A cyberattack at Dixons Carphone Plc affected almost 6 million payment cards as hackers sought access to customers’ personal data in another challenge for new Chief Executive Officer Alex Baldock.
The retailer, already struggling with a slowing mobile phone market in the UK and the rise of Amazon.com Inc., said 1.2 million records containing nonfinancial information such as names, addresses and emails were breached. There’s no evidence of any fraudulent use of the data, the company said. Dixons shares were down 3.4 percent to 191 pence at 12:53 p.m. in London.
About 5.8 million cards affected had chip-and-PIN protection, the company said, and the data accessed for these cards do not include the personal identification codes or other authentication details enabling cardholders to be identified or purchases to be made. About 105,000 cards issued outside the European Union, without chip-and-PIN protection, were compromised, Dixons said.
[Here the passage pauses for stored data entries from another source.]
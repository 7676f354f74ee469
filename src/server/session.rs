// ABOUTME: Per-connection SMPP state machine for inbound ESME sessions
// ABOUTME: Pure frame handling decides replies and closure; a single task drives it over the socket

use crate::codec::{Frame, Pdu};
use crate::connection::{Connection, ReadError};
use crate::datatypes::{
    BindRequest, BindResponse, BindType, CommandId, CommandStatus, DeliverSm, DeliverSmResponse,
    SubmitSm, SubmitSmResponse,
};
use crate::event::{DeliveryReportEvent, GatewayEvent, MessageEvent};
use crate::sequence::SequenceCounter;
use crate::server::SessionContext;
use crate::server::listener::SessionRegistry;
use std::fmt;
use std::net::SocketAddr;
use std::sync::Arc;
use tokio::io::{AsyncRead, AsyncWrite};
use tokio::time::{Instant, Interval, MissedTickBehavior};
use tracing::{debug, info, warn};

/// Longest accepted message, in characters of decoded text.
pub const MAX_MESSAGE_CHARS: usize = 160;

/// Longest accepted address, in digits.
const MAX_ADDRESS_DIGITS: usize = 15;

/// Bind state of an inbound session.
#[derive(Copy, Clone, Debug, PartialEq, Eq, Hash)]
pub enum SessionState {
    /// Accepted, not yet bound.
    Open,
    BoundRx,
    BoundTx,
    BoundTrx,
    /// Unbound by the peer; binds are accepted again.
    Unbound,
    Closed,
}

impl SessionState {
    /// Whether a request with `command` may be handled in this state.
    pub fn allows(self, command: CommandId) -> bool {
        match self {
            SessionState::Open | SessionState::Unbound => matches!(
                command,
                CommandId::BindReceiver | CommandId::BindTransmitter | CommandId::BindTransceiver
            ),
            SessionState::BoundRx => matches!(
                command,
                CommandId::DeliverSm | CommandId::EnquireLink | CommandId::Unbind
            ),
            SessionState::BoundTx => matches!(
                command,
                CommandId::SubmitSm | CommandId::EnquireLink | CommandId::Unbind
            ),
            SessionState::BoundTrx => matches!(
                command,
                CommandId::SubmitSm
                    | CommandId::DeliverSm
                    | CommandId::EnquireLink
                    | CommandId::Unbind
            ),
            SessionState::Closed => false,
        }
    }

    pub fn is_bound(self) -> bool {
        matches!(
            self,
            SessionState::BoundRx | SessionState::BoundTx | SessionState::BoundTrx
        )
    }

    fn bound_as(bind_type: BindType) -> Self {
        match bind_type {
            BindType::Receiver => SessionState::BoundRx,
            BindType::Transmitter => SessionState::BoundTx,
            BindType::Transceiver => SessionState::BoundTrx,
        }
    }
}

impl fmt::Display for SessionState {
    fn fmt(&self, f: &mut fmt::Formatter<'_>) -> fmt::Result {
        let name = match self {
            SessionState::Open => "OPEN",
            SessionState::BoundRx => "BOUND_RX",
            SessionState::BoundTx => "BOUND_TX",
            SessionState::BoundTrx => "BOUND_TRX",
            SessionState::Unbound => "UNBOUND",
            SessionState::Closed => "CLOSED",
        };
        f.write_str(name)
    }
}

/// What the driver must do after the session handled a frame.
#[derive(Debug, Default, PartialEq)]
pub struct Action {
    pub reply: Option<Frame>,
    /// Close the socket once the reply is written.
    pub close: bool,
}

impl Action {
    fn none() -> Self {
        Self::default()
    }

    fn reply(frame: Frame) -> Self {
        Self {
            reply: Some(frame),
            close: false,
        }
    }

    fn then_close(mut self) -> Self {
        self.close = true;
        self
    }
}

/// Protocol state of one inbound connection.
///
/// Owned by the task that reads the connection; nothing else mutates it.
pub struct Session {
    peer: SocketAddr,
    state: SessionState,
    system_id: Option<String>,
    carrier: Option<String>,
    sequence: SequenceCounter,
    ctx: Arc<SessionContext>,
}

impl Session {
    pub fn new(peer: SocketAddr, ctx: Arc<SessionContext>) -> Self {
        Self {
            peer,
            state: SessionState::Open,
            system_id: None,
            carrier: None,
            sequence: SequenceCounter::new(),
            ctx,
        }
    }

    pub fn peer(&self) -> SocketAddr {
        self.peer
    }

    pub fn state(&self) -> SessionState {
        self.state
    }

    pub fn system_id(&self) -> Option<&str> {
        self.system_id.as_deref()
    }

    /// Carrier resolved from the bind credentials.
    pub fn carrier(&self) -> Option<&str> {
        self.carrier.as_deref()
    }

    /// Handles one decoded frame from the peer.
    pub fn handle(&mut self, frame: Frame) -> Action {
        let sequence_number = frame.sequence_number();
        let Some(command) = frame.command_id() else {
            warn!(peer = %self.peer, command = %frame.name(), "unknown command");
            return Action::reply(Frame::generic_nack(
                sequence_number,
                CommandStatus::InvalidCommandId,
            ));
        };

        // Answers to our own enquire_link or deliver_sm
        if matches!(
            command,
            CommandId::EnquireLinkResp | CommandId::DeliverSmResp | CommandId::GenericNack
        ) {
            debug!(peer = %self.peer, %command, sequence = sequence_number, "absorbed response");
            return Action::none();
        }

        if !self.state.allows(command) {
            warn!(
                peer = %self.peer,
                %command,
                state = %self.state,
                sequence = sequence_number,
                "command not allowed in current state"
            );
            return Action::reply(Frame::generic_nack(
                sequence_number,
                CommandStatus::IncorrectBindStatus,
            ));
        }

        match frame.pdu {
            Pdu::BindReceiver(bind) => self.bind(sequence_number, BindType::Receiver, bind),
            Pdu::BindTransmitter(bind) => self.bind(sequence_number, BindType::Transmitter, bind),
            Pdu::BindTransceiver(bind) => self.bind(sequence_number, BindType::Transceiver, bind),
            Pdu::SubmitSm(submit) => self.submit(sequence_number, &submit),
            Pdu::DeliverSm(deliver) => self.deliver(sequence_number, &deliver),
            Pdu::EnquireLink => Action::reply(Frame::new(sequence_number, Pdu::EnquireLinkResp)),
            Pdu::Unbind => {
                info!(
                    peer = %self.peer,
                    system_id = self.system_id().unwrap_or_default(),
                    "unbind requested"
                );
                self.state = SessionState::Unbound;
                Action::reply(Frame::new(sequence_number, Pdu::UnbindResp)).then_close()
            }
            _ => Action::reply(Frame::generic_nack(
                sequence_number,
                CommandStatus::InvalidCommandId,
            )),
        }
    }

    /// Handles a failed read. Framing is lost, so the session always closes.
    pub fn handle_read_error(&mut self, err: &ReadError) -> Action {
        match err {
            ReadError::Malformed {
                sequence_number,
                source,
            } => {
                warn!(peer = %self.peer, error = %source, "malformed PDU, closing");
                Action::reply(Frame::generic_nack(
                    sequence_number.unwrap_or(0),
                    source.to_command_status(),
                ))
                .then_close()
            }
            other => {
                debug!(peer = %self.peer, error = %other, "read failed");
                Action::none().then_close()
            }
        }
    }

    /// Keep-alive check, issued only while bound.
    pub fn enquire_link(&mut self) -> Option<Frame> {
        if !self.state.is_bound() {
            return None;
        }
        let sequence_number = self.sequence.next(|_| false);
        Some(Frame::new(sequence_number, Pdu::EnquireLink))
    }

    pub fn close(&mut self) {
        self.state = SessionState::Closed;
    }

    fn bind(&mut self, sequence_number: u32, bind_type: BindType, bind: BindRequest) -> Action {
        let response = |system_id: String| {
            let body = BindResponse::new(system_id);
            match bind_type {
                BindType::Receiver => Pdu::BindReceiverResp(body),
                BindType::Transmitter => Pdu::BindTransmitterResp(body),
                BindType::Transceiver => Pdu::BindTransceiverResp(body),
            }
        };

        match self
            .ctx
            .authenticator
            .authenticate(&bind.system_id, &bind.password)
        {
            Some(carrier) => {
                self.state = SessionState::bound_as(bind_type);
                info!(
                    peer = %self.peer,
                    system_id = %bind.system_id,
                    carrier = %carrier,
                    state = %self.state,
                    "bound"
                );
                self.carrier = Some(carrier);
                self.system_id = Some(bind.system_id.clone());
                Action::reply(Frame::new(sequence_number, response(bind.system_id)))
            }
            None => {
                warn!(peer = %self.peer, system_id = %bind.system_id, "bind rejected: invalid credentials");
                Action::reply(Frame::with_status(
                    sequence_number,
                    CommandStatus::InvalidPassword.code(),
                    response(String::new()),
                ))
                .then_close()
            }
        }
    }

    fn submit(&mut self, sequence_number: u32, submit: &SubmitSm) -> Action {
        let body = match validate_submit(submit) {
            Ok(body) => body,
            Err(status) => {
                warn!(
                    peer = %self.peer,
                    source = %submit.source_addr,
                    destination = %submit.destination_addr,
                    %status,
                    "submit_sm rejected"
                );
                return Action::reply(Frame::with_status(
                    sequence_number,
                    status.code(),
                    Pdu::SubmitSmResp(SubmitSmResponse::default()),
                ));
            }
        };

        let message_id = self.ctx.message_ids.next_id();
        debug!(
            peer = %self.peer,
            message_id = %message_id,
            destination = %submit.destination_addr,
            "message accepted"
        );
        self.ctx.events.emit(GatewayEvent::Message(MessageEvent {
            carrier: self.carrier.clone().unwrap_or_default(),
            source: submit.source_addr.clone(),
            destination: submit.destination_addr.clone(),
            body,
            message_id: message_id.clone(),
            data_coding: submit.data_coding.to_byte(),
            registered_delivery: submit.registered_delivery,
        }));

        Action::reply(Frame::new(
            sequence_number,
            Pdu::SubmitSmResp(SubmitSmResponse::new(message_id)),
        ))
    }

    fn deliver(&mut self, sequence_number: u32, deliver: &DeliverSm) -> Action {
        let receipt = deliver.delivery_receipt();
        debug!(
            peer = %self.peer,
            message_id = %receipt.message_id,
            state = %receipt.state,
            "delivery report"
        );
        self.ctx
            .events
            .emit(GatewayEvent::DeliveryReport(DeliveryReportEvent {
                carrier: self.carrier.clone().unwrap_or_default(),
                message_id: receipt.message_id,
                state: receipt.state,
                error_code: receipt.error_code,
            }));

        Action::reply(Frame::new(
            sequence_number,
            Pdu::DeliverSmResp(DeliverSmResponse::new(self.ctx.message_ids.next_id())),
        ))
    }
}

fn is_valid_address(address: &str) -> bool {
    (1..=MAX_ADDRESS_DIGITS).contains(&address.len())
        && address.bytes().all(|b| b.is_ascii_digit())
}

/// Checks addresses and length, returning the decoded text.
fn validate_submit(submit: &SubmitSm) -> Result<String, CommandStatus> {
    if !is_valid_address(&submit.source_addr) {
        return Err(CommandStatus::InvalidSourceAddress);
    }
    if !is_valid_address(&submit.destination_addr) {
        return Err(CommandStatus::InvalidDestinationAddress);
    }
    let text = submit.text();
    if text.is_empty() || text.chars().count() > MAX_MESSAGE_CHARS {
        return Err(CommandStatus::InvalidMsgLength);
    }
    Ok(text)
}

async fn tick(keep_alive: &mut Option<Interval>) {
    match keep_alive {
        Some(interval) => {
            interval.tick().await;
        }
        None => std::future::pending().await,
    }
}

/// Drives `session` over `connection` until the peer leaves or the session
/// closes it. Keeps the session's entry in `registry` current.
pub(crate) async fn run<R, W>(
    mut session: Session,
    mut connection: Connection<R, W>,
    registry: &SessionRegistry,
) where
    R: AsyncRead + Unpin,
    W: AsyncWrite + Unpin,
{
    let period = session.ctx.config.enquire_link_interval;
    let mut keep_alive: Option<Interval> = None;

    loop {
        let action = tokio::select! {
            read = connection.read_frame() => match read {
                Ok(Some(frame)) => {
                    debug!(
                        peer = %session.peer,
                        command = %frame.name(),
                        sequence = frame.sequence_number(),
                        "received"
                    );
                    session.handle(frame)
                }
                Ok(None) => {
                    debug!(peer = %session.peer, "peer closed the connection");
                    break;
                }
                Err(err) => session.handle_read_error(&err),
            },
            _ = tick(&mut keep_alive) => Action {
                reply: session.enquire_link(),
                close: false,
            },
        };

        registry.update(&session);
        if let Some(frame) = &action.reply {
            if let Err(e) = connection.write_frame(frame).await {
                warn!(peer = %session.peer, error = %e, "write failed");
                break;
            }
        }

        if action.close {
            break;
        }
        if keep_alive.is_none() && session.state.is_bound() && !period.is_zero() {
            let mut interval = tokio::time::interval_at(Instant::now() + period, period);
            interval.set_missed_tick_behavior(MissedTickBehavior::Delay);
            keep_alive = Some(interval);
        }
    }

    drop(keep_alive);
    if let Err(e) = connection.shutdown().await {
        debug!(peer = %session.peer, error = %e, "socket shutdown failed");
    }
    session.close();
    registry.update(&session);
    info!(peer = %session.peer, system_id = session.system_id().unwrap_or_default(), "session closed");
}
The hack began in July but was discovered only last week, it said.
It’s “alarming to see how long it took the company to respond to the breach,” Simon McCalla, chief technology officer of cybersecurity provider Nominet, said by email.
Baldock, who took over in April, last month issued the company’s third profit warning since August and criticized the lack of investment in stores and the poor performance of the mobile phone business.
Dixons Carphone has struggled as consumers upgrade their cellphones less frequently. Last month, the retailer forecast that earnings this year will slump about 21 percent to 300 million pounds ($400 million) as it closes stores in a contracting UK household-electronics market. The cyberattack involved the processing systems of the Currys PC World and Dixons Travel stores, the company said.
The Dixons hack is the latest of a series of cyberattacks afflicting companies and other organizations around the wor-ld. About 150 million users of Under Armour Inc.’s MyFitnessPal nutrition-tracking app had their accounts hacked, while Reckitt Benckiser Group Plc lost sales because of a cyberattack that disrupted its supply chain in 2017. The WannaCry ransomware attack crippled parts of the UK’s National Health Service last year.
Under the new European General Data Protection Regulation companies can be fined up to 4 percent of their sales for data breaches.